▶ _Your objective_: Please output the lines shown below exactly as they appear.

Source records:
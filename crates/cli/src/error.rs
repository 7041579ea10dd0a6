use std::path::PathBuf;

use thiserror::Error;

pub type Result<T> = std::result::Result<T, CliError>;

#[derive(Debug, Error)]
pub enum CliError {
	#[error("invalid config {path}: {message}")]
	Config { path: PathBuf, message: String },

	#[error("invalid endpoint {0}: expected ws://, wss://, http:// or https://")]
	InvalidEndpoint(String),

	#[error("endpoint lookup failed for {url}: {source:#}")]
	Endpoint {
		url: String,
		#[source]
		source: anyhow::Error,
	},

	#[error(transparent)]
	Targets(#[from] pw_targets::Error),

	#[error(transparent)]
	Io(#[from] std::io::Error),

	#[error(transparent)]
	Json(#[from] serde_json::Error),
}

impl CliError {
	/// Process exit code: 2 for usage problems, 3 for timeouts, 1 otherwise.
	pub fn exit_code(&self) -> i32 {
		match self {
			CliError::Config { .. } | CliError::InvalidEndpoint(_) => 2,
			CliError::Targets(e) if e.is_timeout() => 3,
			_ => 1,
		}
	}
}
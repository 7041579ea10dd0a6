//! One-shot startup barrier over the targets that existed at connect time.
//!
//! The gate is seeded once, when target discovery is acknowledged, with the
//! ids the manager must see attached (or destroyed) before it reports ready.
//! The pending set only ever shrinks and resolution fires exactly once.

use std::collections::HashSet;
use std::sync::Arc;
use std::sync::atomic::{AtomicBool, Ordering};

use parking_lot::Mutex;
use pw_targets_protocol::TargetId;
use pw_targets_runtime::{Error, Result};
use tokio::sync::watch;

/// Lifecycle of the startup barrier.
#[derive(Debug, Clone)]
pub enum GatePhase {
	/// Waiting for the discovery acknowledgement.
	Discovering,
	/// Seeded; waiting for the pending ids to drain.
	Pending,
	Ready,
	Failed(Arc<Error>),
}

#[derive(Default)]
struct PendingSet {
	seeded: bool,
	ids: HashSet<TargetId>,
	/// Ids settled before seeding; excluded from the seed.
	settled_early: HashSet<TargetId>,
}

pub struct InitGate {
	pending: Mutex<PendingSet>,
	resolved: AtomicBool,
	phase: watch::Sender<GatePhase>,
}

impl Default for InitGate {
	fn default() -> Self {
		Self::new()
	}
}

impl InitGate {
	pub fn new() -> Self {
		let (phase, _) = watch::channel(GatePhase::Discovering);
		Self {
			pending: Mutex::new(PendingSet::default()),
			resolved: AtomicBool::new(false),
			phase,
		}
	}

	/// Seeds the pending set. Only the first call has an effect.
	pub fn seed<I>(&self, ids: I) -> bool
	where
		I: IntoIterator<Item = TargetId>,
	{
		let mut pending = self.pending.lock();
		if pending.seeded {
			return false;
		}
		let early = std::mem::take(&mut pending.settled_early);
		pending.ids = ids.into_iter().filter(|id| !early.contains(id)).collect();
		pending.seeded = true;
		tracing::debug!(pending = pending.ids.len(), "Initialization gate seeded");
		drop(pending);

		if !self.resolved.load(Ordering::SeqCst) {
			self.phase.send_replace(GatePhase::Pending);
		}
		true
	}

	/// Removes `target_id` if present. Before seeding the id is remembered
	/// and kept out of the seed.
	pub fn remove(&self, target_id: &TargetId) -> bool {
		let mut pending = self.pending.lock();
		if pending.seeded {
			pending.ids.remove(target_id)
		} else {
			pending.settled_early.insert(target_id.clone());
			false
		}
	}

	/// Resolves the gate if it is seeded and nothing is pending.
	///
	/// Returns `true` only for the call that resolved it.
	pub fn try_resolve(&self) -> bool {
		{
			let pending = self.pending.lock();
			if !pending.seeded || !pending.ids.is_empty() {
				return false;
			}
		}
		if self.resolved.swap(true, Ordering::SeqCst) {
			return false;
		}
		tracing::debug!("Initialization gate resolved");
		self.phase.send_replace(GatePhase::Ready);
		true
	}

	/// Removes `target_id` and recomputes the gate.
	pub fn settle(&self, target_id: &TargetId) -> bool {
		self.remove(target_id);
		self.try_resolve()
	}

	/// Fails the gate unless it already resolved.
	pub fn fail(&self, error: Error) {
		if self.resolved.swap(true, Ordering::SeqCst) {
			tracing::debug!(error = %error, "Ignoring failure after gate resolution");
			return;
		}
		tracing::warn!(error = %error, "Initialization gate failed");
		self.phase.send_replace(GatePhase::Failed(Arc::new(error)));
	}

	pub fn phase(&self) -> GatePhase {
		self.phase.borrow().clone()
	}

	pub fn is_ready(&self) -> bool {
		matches!(*self.phase.borrow(), GatePhase::Ready)
	}

	/// Ids still blocking the gate.
	pub fn pending(&self) -> Vec<TargetId> {
		self.pending.lock().ids.iter().cloned().collect()
	}

	/// Waits until discovery was acknowledged (or the gate failed).
	pub async fn wait_seeded(&self) -> Result<()> {
		self.wait_until(|phase| !matches!(phase, GatePhase::Discovering)).await
	}

	/// Waits until the gate is ready (or failed).
	pub async fn wait_ready(&self) -> Result<()> {
		self.wait_until(|phase| matches!(phase, GatePhase::Ready | GatePhase::Failed(_))).await
	}

	async fn wait_until(&self, reached: impl FnMut(&GatePhase) -> bool) -> Result<()> {
		let mut rx = self.phase.subscribe();
		let phase = rx.wait_for(reached).await.map_err(|_| Error::ChannelClosed)?.clone();
		match phase {
			GatePhase::Failed(error) => Err(Error::Initialization(error)),
			_ => Ok(()),
		}
	}
}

▶ _Result for this task_:
filename crates/cli/src/error.rs
repository 7041579ea10dd0a6
use std::path::PathBuf;

use thiserror::Error;

pub type Result<T> = std::result::Result<T, CliError>;

#[derive(Debug, Error)]
pub enum CliError {
	#[error("invalid config {path}: {message}")]
	Config { path: PathBuf, message: String },

	#[error("invalid endpoint {0}: expected ws://, wss://, http:// or https://")]
	InvalidEndpoint(String),

	#[error("endpoint lookup failed for {url}: {source:#}")]
	Endpoint {
		url: String,
		#[source]
		source: anyhow::Error,
	},

	#[error(transparent)]
	Targets(#[from] pw_targets::Error),

	#[error(transparent)]
	Io(#[from] std::io::Error),

	#[error(transparent)]
	Json(#[from] serde_json::Error),
}

impl CliError {
	/// Process exit code: 2 for usage problems, 3 for timeouts, 1 otherwise.
	pub fn exit_code(&self) -> i32 {
		match self {
			CliError::Config { .. } | CliError::InvalidEndpoint(_) => 2,
			CliError::Targets(e) if e.is_timeout() => 3,
			_ => 1,
		}
	}
}
repository 7041579ea10dd0a6
//! One-shot startup barrier over the targets that existed at connect time.
//!
//! The gate is seeded once, when target discovery is acknowledged, with the
//! ids the manager must see attached (or destroyed) before it reports ready.
//! The pending set only ever shrinks and resolution fires exactly once.

use std::collections::HashSet;
use std::sync::Arc;
use std::sync::atomic::{AtomicBool, Ordering};

use parking_lot::Mutex;
use pw_targets_protocol::TargetId;
use pw_targets_runtime::{Error, Result};
use tokio::sync::watch;

/// Lifecycle of the startup barrier.
#[derive(Debug, Clone)]
pub enum GatePhase {
	/// Waiting for the discovery acknowledgement.
	Discovering,
	/// Seeded; waiting for the pending ids to drain.
	Pending,
	Ready,
	Failed(Arc<Error>),
}

#[derive(Default)]
struct PendingSet {
	seeded: bool,
	ids: HashSet<TargetId>,
	/// Ids settled before seeding; excluded from the seed.
	settled_early: HashSet<TargetId>,
}

pub struct InitGate {
	pending: Mutex<PendingSet>,
	resolved: AtomicBool,
	phase: watch::Sender<GatePhase>,
}

impl Default for InitGate {
	fn default() -> Self {
		Self::new()
	}
}

impl InitGate {
	pub fn new() -> Self {
		let (phase, _) = watch::channel(GatePhase::Discovering);
		Self {
			pending: Mutex::new(PendingSet::default()),
			resolved: AtomicBool::new(false),
			phase,
		}
	}

	/// Seeds the pending set. Only the first call has an effect.
	pub fn seed<I>(&self, ids: I) -> bool
	where
		I: IntoIterator<Item = TargetId>,
	{
		let mut pending = self.pending.lock();
		if pending.seeded {
			return false;
		}
		let early = std::mem::take(&mut pending.settled_early);
		pending.ids = ids.into_iter().filter(|id| !early.contains(id)).collect();
		pending.seeded = true;
		tracing::debug!(pending = pending.ids.len(), "Initialization gate seeded");
		drop(pending);

		if !self.resolved.load(Ordering::SeqCst) {
			self.phase.send_replace(GatePhase::Pending);
		}
		true
	}

	/// Removes `target_id` if present. Before seeding the id is remembered
	/// and kept out of the seed.
	pub fn remove(&self, target_id: &TargetId) -> bool {
		let mut pending = self.pending.lock();
		if pending.seeded {
			pending.ids.remove(target_id)
		} else {
			pending.settled_early.insert(target_id.clone());
			false
		}
	}

	/// Resolves the gate if it is seeded and nothing is pending.
	///
	/// Returns `true` only for the call that resolved it.
	pub fn try_resolve(&self) -> bool {
		{
			let pending = self.pending.lock();
			if !pending.seeded || !pending.ids.is_empty() {
				return false;
			}
		}
		if self.resolved.swap(true, Ordering::SeqCst) {
			return false;
		}
		tracing::debug!("Initialization gate resolved");
		self.phase.send_replace(GatePhase::Ready);
		true
	}

	/// Removes `target_id` and recomputes the gate.
	pub fn settle(&self, target_id: &TargetId) -> bool {
		self.remove(target_id);
		self.try_resolve()
	}

	/// Fails the gate unless it already resolved.
	pub fn fail(&self, error: Error) {
		if self.resolved.swap(true, Ordering::SeqCst) {
			tracing::debug!(error = %error, "Ignoring failure after gate resolution");
			return;
		}
		tracing::warn!(error = %error, "Initialization gate failed");
		self.phase.send_replace(GatePhase::Failed(Arc::new(error)));
	}

	pub fn phase(&self) -> GatePhase {
		self.phase.borrow().clone()
	}

	pub fn is_ready(&self) -> bool {
		matches!(*self.phase.borrow(), GatePhase::Ready)
	}

	/// Ids still blocking the gate.
	pub fn pending(&self) -> Vec<TargetId> {
		self.pending.lock().ids.iter().cloned().collect()
	}

	/// Waits until discovery was acknowledged (or the gate failed).
	pub async fn wait_seeded(&self) -> Result<()> {
		self.wait_until(|phase| !matches!(phase, GatePhase::Discovering)).await
	}

	/// Waits until the gate is ready (or failed).
	pub async fn wait_ready(&self) -> Result<()> {
		self.wait_until(|phase| matches!(phase, GatePhase::Ready | GatePhase::Failed(_))).await
	}

	async fn wait_until(&self, reached: impl FnMut(&GatePhase) -> bool) -> Result<()> {
		let mut rx = self.phase.subscribe();
		let phase = rx.wait_for(reached).await.map_err(|_| Error::ChannelClosed)?.clone();
		match phase {
			GatePhase::Failed(error) => Err(Error::Initialization(error)),
			_ => Ok(()),
		}
	}
}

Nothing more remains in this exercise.